ANAMBAS – Di tengah laut biru yang memeluk gugusan pulau Anambas, kapal-kapal yacht satu per satu berlabuh. Namun di balik keelokan pemandangan dan decak kagum para pelancong asing, ada harapan yang diam-diam dipupuk oleh pemerintah daerah: agar keindahan tak hanya ditatap, tapi juga menghidupkan nadi ekonomi masyarakat.
“Kita harap mereka ini bukan cuma singgah menikmati alam, tapi juga tinggalkan kontribusi, bukan langsung ke pemerintah, tapi ke masyarakat,” kata Effi Sjuhairi, Kepala Dinas Pariwisata Kabupaten Kepulauan Anambas kepada koranperbatasan.com.
Menurutnya, setiap kali kapal yacht bersandar, sejatinya potensi perputaran ekonomi tengah terjadi. Wisatawan yang turun ke darat, kata Effi, bukan sekadar melancong. Mereka berbelanja, mencicipi kuliner lokal, membeli kelapa muda di pinggir jalan, hingga keliling pulau dengan paket tur yang dikelola warga.
“Kalau mereka naik ke darat, ya harus belanja lah. Selama di Anambas mereka pasti butuh sesuatu, dan di situlah masyarakat bisa jual,” ujarnya.
Namun, tidak semua potensi bisa langsung digarap daerah. Soal labuh kapal, misalnya, laut adalah ranah wewenang provinsi. Pemerintah kabupaten tak bisa serta merta menarik pungutan, meski peluangnya cukup menjanjikan.
“Kalau itu kewenangan kabupaten, mungkin kita udah pungut parkirnya. Tapi sekarang masih di provinsi. Setahu saya, sampai hari ini belum ada pungutan resmi dari mereka,” jelas Effi.
Meski demikian, masih ada celah pemasukan tak langsung. Salah satunya dari pajak restoran sebesar 10 persen yang dibayar wisatawan saat bersantap di rumah makan. Begitu pula kontribusi dari BNPB dan proses visa yang dikelola secara digital via BRI.

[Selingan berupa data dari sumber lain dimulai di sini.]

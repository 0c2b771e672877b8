pub mod config;
pub mod consumer;
pub mod publisher;
pub mod scheduler;
pub mod trigger;
pub mod world;

pub use config::*;
pub use consumer::*;
pub use publisher::*;
pub use scheduler::*;
pub use trigger::*;
pub use world::*;
use anyhow::Result;
use perkbridge_core::{
    container_entries, count_items, dedup_last_wins, ContainerError, ShopKind, ShopRegistry, StockEntry,
};
use perkbridge_fs::SnapshotFile;
use perkbridge_host::{HostError, HostHandle};
use tokio::sync::mpsc::UnboundedSender;
use tracing::{debug, error, info, warn};

use crate::Config;

/// Deduplicated stock gathered from the world in one pass.
#[derive(Clone, Debug, Default, PartialEq, Eq)]
pub struct StockScan {
    pub entries: Vec<StockEntry>,
    /// Entries produced before deduplication.
    pub raw_entries: usize,
    /// Player shops whose container was read.
    pub shops_scanned: usize,
    /// Player shops skipped because their container was unreachable.
    pub shops_unavailable: usize,
}

/// Walk every player shop and aggregate its container contents.
///
/// Must run on the thread that owns the world. A shop whose container cannot
/// be reached is logged and skipped; it never aborts the scan.
pub fn collect_stock<R>(registry: &R) -> StockScan
where
    R: ShopRegistry + ?Sized,
{
    info!("starting live shop stock update");
    let mut scan = StockScan::default();
    let mut all: Vec<StockEntry> = Vec::new();

    for shop in registry.shops() {
        if shop.kind != ShopKind::Player || shop.container.is_none() {
            continue;
        }
        let slots = match registry.container_contents(&shop) {
            Ok(slots) => slots,
            Err(ContainerError::NotAContainer(at)) => {
                debug!(shop = %shop.shop_id, at = %at, "shop container is no longer a container");
                continue;
            }
            Err(e @ ContainerError::Unavailable(_)) => {
                warn!(
                    shop = %shop.shop_id,
                    owner = shop.owner_id.as_deref().unwrap_or("-"),
                    error = %e,
                    "could not access container for shopkeeper"
                );
                scan.shops_unavailable += 1;
                continue;
            }
        };
        scan.shops_scanned += 1;
        all.extend(container_entries(&shop.shop_id, count_items(&slots)));
    }

    scan.raw_entries = all.len();
    scan.entries = dedup_last_wins(all);
    info!(from = scan.raw_entries, to = scan.entries.len(), "deduped stock data");
    scan
}

/// Writes stock scans to the snapshot file.
#[derive(Clone, Debug)]
pub struct SnapshotPublisher {
    file: SnapshotFile,
}

impl SnapshotPublisher {
    pub fn new(file: SnapshotFile) -> Self {
        Self { file }
    }

    pub fn from_config(cfg: &Config) -> Self {
        Self::new(SnapshotFile::new(cfg.stock_path()))
    }

    pub fn file(&self) -> &SnapshotFile {
        &self.file
    }

    /// Atomically replace the snapshot with `scan`. On error the previous
    /// snapshot stays in place.
    pub fn write_scan(&self, scan: &StockScan) -> Result<()> {
        match self.file.write(&scan.entries) {
            Ok(()) => {
                info!(entries = scan.entries.len(), "live shop stock update complete");
                Ok(())
            }
            Err(e) => {
                error!(path = %self.file.path().display(), error = %format!("{e:#}"), "failed to write stock data");
                Err(e)
            }
        }
    }

    /// Scan and publish in one go, on the calling thread.
    pub fn publish_snapshot<R>(&self, registry: &R) -> Result<StockScan>
    where
        R: ShopRegistry + ?Sized,
    {
        let scan = collect_stock(registry);
        self.write_scan(&scan)?;
        Ok(scan)
    }
}

/// Requests a publish: the scan runs on the owner thread and the result goes
/// to the single snapshot writer.
pub struct PublishTrigger<W> {
    host: HostHandle<W>,
    writer: UnboundedSender<StockScan>,
}

impl<W> Clone for PublishTrigger<W> {
    fn clone(&self) -> Self {
        Self {
            host: self.host.clone(),
            writer: self.writer.clone(),
        }
    }
}

impl<W> PublishTrigger<W>
where
    W: ShopRegistry + 'static,
{
    pub fn new(host: HostHandle<W>, writer: UnboundedSender<StockScan>) -> Self {
        Self { host, writer }
    }

    pub fn request_publish(&self) -> Result<(), HostError> {
        let writer = self.writer.clone();
        self.host.submit(move |world: &mut W| {
            let scan = collect_stock(world);
            if writer.send(scan).is_err() {
                warn!("snapshot writer has stopped; dropping scan");
            }
        })
    }
}

#[cfg(test)]
mod tests {
    use super::*;
    use perkbridge_core::{ContainerPos, ItemStack, ShopId, ShopRecord};
    use std::collections::HashMap;
    use std::fs;
    use tempfile::tempdir;

    #[derive(Default)]
    struct FakeShops {
        shops: Vec<ShopRecord>,
        contents: HashMap<ContainerPos, Result<Vec<Option<ItemStack>>, ContainerError>>,
    }

    impl FakeShops {
        fn add(&mut self, id: &str, x: i32, kind: ShopKind, contents: Result<Vec<Option<ItemStack>>, ContainerError>) {
            let pos = ContainerPos { world: "world".into(), x, y: 64, z: 0 };
            self.shops.push(ShopRecord {
                shop_id: ShopId::from_str(id),
                owner_id: Some(format!("owner-{id}")),
                kind,
                container: Some(pos.clone()),
            });
            self.contents.insert(pos, contents);
        }
    }

    impl ShopRegistry for FakeShops {
        fn shops(&self) -> Vec<ShopRecord> {
            self.shops.clone()
        }

        fn container_contents(&self, shop: &ShopRecord) -> Result<Vec<Option<ItemStack>>, ContainerError> {
            let pos = shop.container.as_ref().expect("fake shops always have a container");
            self.contents.get(pos).cloned().unwrap_or_else(|| Err(ContainerError::NotAContainer(format!("{pos:?}"))))
        }
    }

    fn stacks(items: &[(&str, u32)]) -> Vec<Option<ItemStack>> {
        items.iter().map(|(t, n)| Some(ItemStack::new(*t, *n))).collect()
    }

    #[test]
    fn double_chest_halves_sum_into_one_entry() {
        let mut world = FakeShops::default();
        world.add("S", 0, ShopKind::Player, Ok(stacks(&[("minecraft:dirt", 32), ("minecraft:dirt", 32)])));
        let scan = collect_stock(&world);
        assert_eq!(scan.entries, vec![StockEntry::new(ShopId::from_str("S"), "minecraft:dirt", 64)]);
    }

    #[test]
    fn same_shop_id_twice_keeps_last_value() {
        let mut world = FakeShops::default();
        world.add("S", 0, ShopKind::Player, Ok(stacks(&[("DIRT", 10)])));
        world.add("S", 1, ShopKind::Player, Ok(stacks(&[("DIRT", 7)])));
        let scan = collect_stock(&world);
        assert_eq!(scan.raw_entries, 2);
        assert_eq!(scan.entries, vec![StockEntry::new(ShopId::from_str("S"), "minecraft:dirt", 7)]);
    }

    #[test]
    fn skips_admin_missing_and_unloaded_containers() {
        let mut world = FakeShops::default();
        world.add("A", 0, ShopKind::Admin, Ok(stacks(&[("DIAMOND", 1)])));
        world.add("U", 1, ShopKind::Player, Err(ContainerError::Unavailable("world@1".into())));
        world.add("N", 2, ShopKind::Player, Err(ContainerError::NotAContainer("world@2".into())));
        world.add("P", 3, ShopKind::Player, Ok(stacks(&[("ELYTRA", 2)])));
        world.shops.push(ShopRecord {
            shop_id: ShopId::from_str("X"),
            owner_id: None,
            kind: ShopKind::Player,
            container: None,
        });

        let scan = collect_stock(&world);
        assert_eq!(scan.shops_scanned, 1);
        assert_eq!(scan.shops_unavailable, 1);
        assert_eq!(scan.entries, vec![StockEntry::new(ShopId::from_str("P"), "minecraft:elytra", 2)]);
    }

    #[test]
    fn publish_writes_snapshot_file() {
        let dir = tempdir().unwrap();
        let publisher = SnapshotPublisher::new(SnapshotFile::new(dir.path().join("shop_stock.json")));
        let mut world = FakeShops::default();
        world.add("S", 0, ShopKind::Player, Ok(stacks(&[("minecraft:dirt", 32), ("minecraft:dirt", 32)])));

        publisher.publish_snapshot(&world).unwrap();
        assert_eq!(
            fs::read_to_string(publisher.file().path()).unwrap(),
            r#"[{"shop_uuid":"S","item_type":"minecraft:dirt","stock_remaining":64}]"#
        );
    }

    #[test]
    fn failed_publish_leaves_previous_snapshot_untouched() {
        let dir = tempdir().unwrap();
        let path = dir.path().join("shop_stock.json");
        let publisher = SnapshotPublisher::new(SnapshotFile::new(&path));
        let mut world = FakeShops::default();
        world.add("S", 0, ShopKind::Player, Ok(stacks(&[("DIRT", 1)])));
        publisher.publish_snapshot(&world).unwrap();
        let before = fs::read(&path).unwrap();

        world.add("T", 1, ShopKind::Player, Ok(stacks(&[("STONE", 9)])));
        fs::create_dir(dir.path().join("shop_stock.json.tmp")).unwrap();
        assert!(publisher.publish_snapshot(&world).is_err());
        assert_eq!(fs::read(&path).unwrap(), before);
    }
}
use thiserror::Error;

/// Namespace token every queued command starts with.
pub const NAMESPACE: &str = "webperks";

#[derive(Debug, Error, PartialEq, Eq)]
pub enum CommandError {
    #[error("command is empty")]
    Empty,
    #[error("command has no action after the namespace: {0:?}")]
    MissingAction(String),
    #[error("command does not start with namespace {expected:?}: {command:?}")]
    WrongNamespace { expected: String, command: String },
}

/// Validate a queued command line and strip its namespace token.
///
/// The line must hold at least two whitespace-separated tokens and the first
/// one must equal `namespace` (ASCII case-insensitive). The remainder is
/// returned with its internal spacing preserved.
pub fn strip_namespace<'a>(namespace: &str, command: &'a str) -> Result<&'a str, CommandError> {
    let line = command.trim();
    if line.is_empty() {
        return Err(CommandError::Empty);
    }

    let (head, rest) = match line.split_once(char::is_whitespace) {
        Some((head, rest)) => (head, rest.trim_start()),
        None => (line, ""),
    };

    if !head.eq_ignore_ascii_case(namespace) {
        return Err(CommandError::WrongNamespace {
            expected: namespace.to_string(),
            command: command.to_string(),
        });
    }
    if rest.is_empty() {
        return Err(CommandError::MissingAction(command.to_string()));
    }
    Ok(rest)
}

/// How long a granted rank lasts.
#[derive(Clone, Copy, Debug, PartialEq, Eq)]
pub enum RankDuration {
    Days(u32),
    Permanent,
}

impl std::fmt::Display for RankDuration {
    fn fmt(&self, f: &mut std::fmt::Formatter<'_>) -> std::fmt::Result {
        match self {
            RankDuration::Days(d) => write!(f, "{d}d"),
            RankDuration::Permanent => f.write_str("permanent"),
        }
    }
}

/// `webperks grant_rank <player> <rank> <duration>`
pub fn grant_rank_command(player: &str, rank: &str, duration: RankDuration) -> String {
    format!("{NAMESPACE} grant_rank {player} {rank} {duration}")
}

/// `webperks deliver_item <player> <item> <quantity>`
pub fn deliver_item_command(player: &str, item_id: &str, quantity: u32) -> String {
    format!("{NAMESPACE} deliver_item {player} {item_id} {quantity}")
}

Bicara soal fasilitas, Anambas saat ini punya keterbatasan. Kapasitas berlabuh hanya bisa menampung sekitar 15 kapal dalam satu waktu.
“Itu pun mesti antre. Hari ini masuk, besok keluar. Lokasi berlabuh pun dibagi, dari depan Masjid Agung, Tanjung Momong, sampai Temburun,” bebernya.
Jauh-jauh hari, masterplan pengembangan pelabuhan yacht sudah dirancang. Tapi semua terganjal satu hal klasik: anggaran.
“Kita udah punya blueprint pelabuhan pariwisata, tinggal cari uangnya aja buat realisasi,” katanya.
Effi tak lupa menyentil peran media. Menurutnya, media adalah corong promosi yang tak kalah penting dari promosi formal.
“Kalau kalian tulis yang bagus, orang minat datang. Kalau kalian tulis yang buruk, ya orang malas. Sekarang kan media bukan cuma koran—YouTube, TikTok juga. Jadi kita saling bantu lah,” pungkasnya. (KP).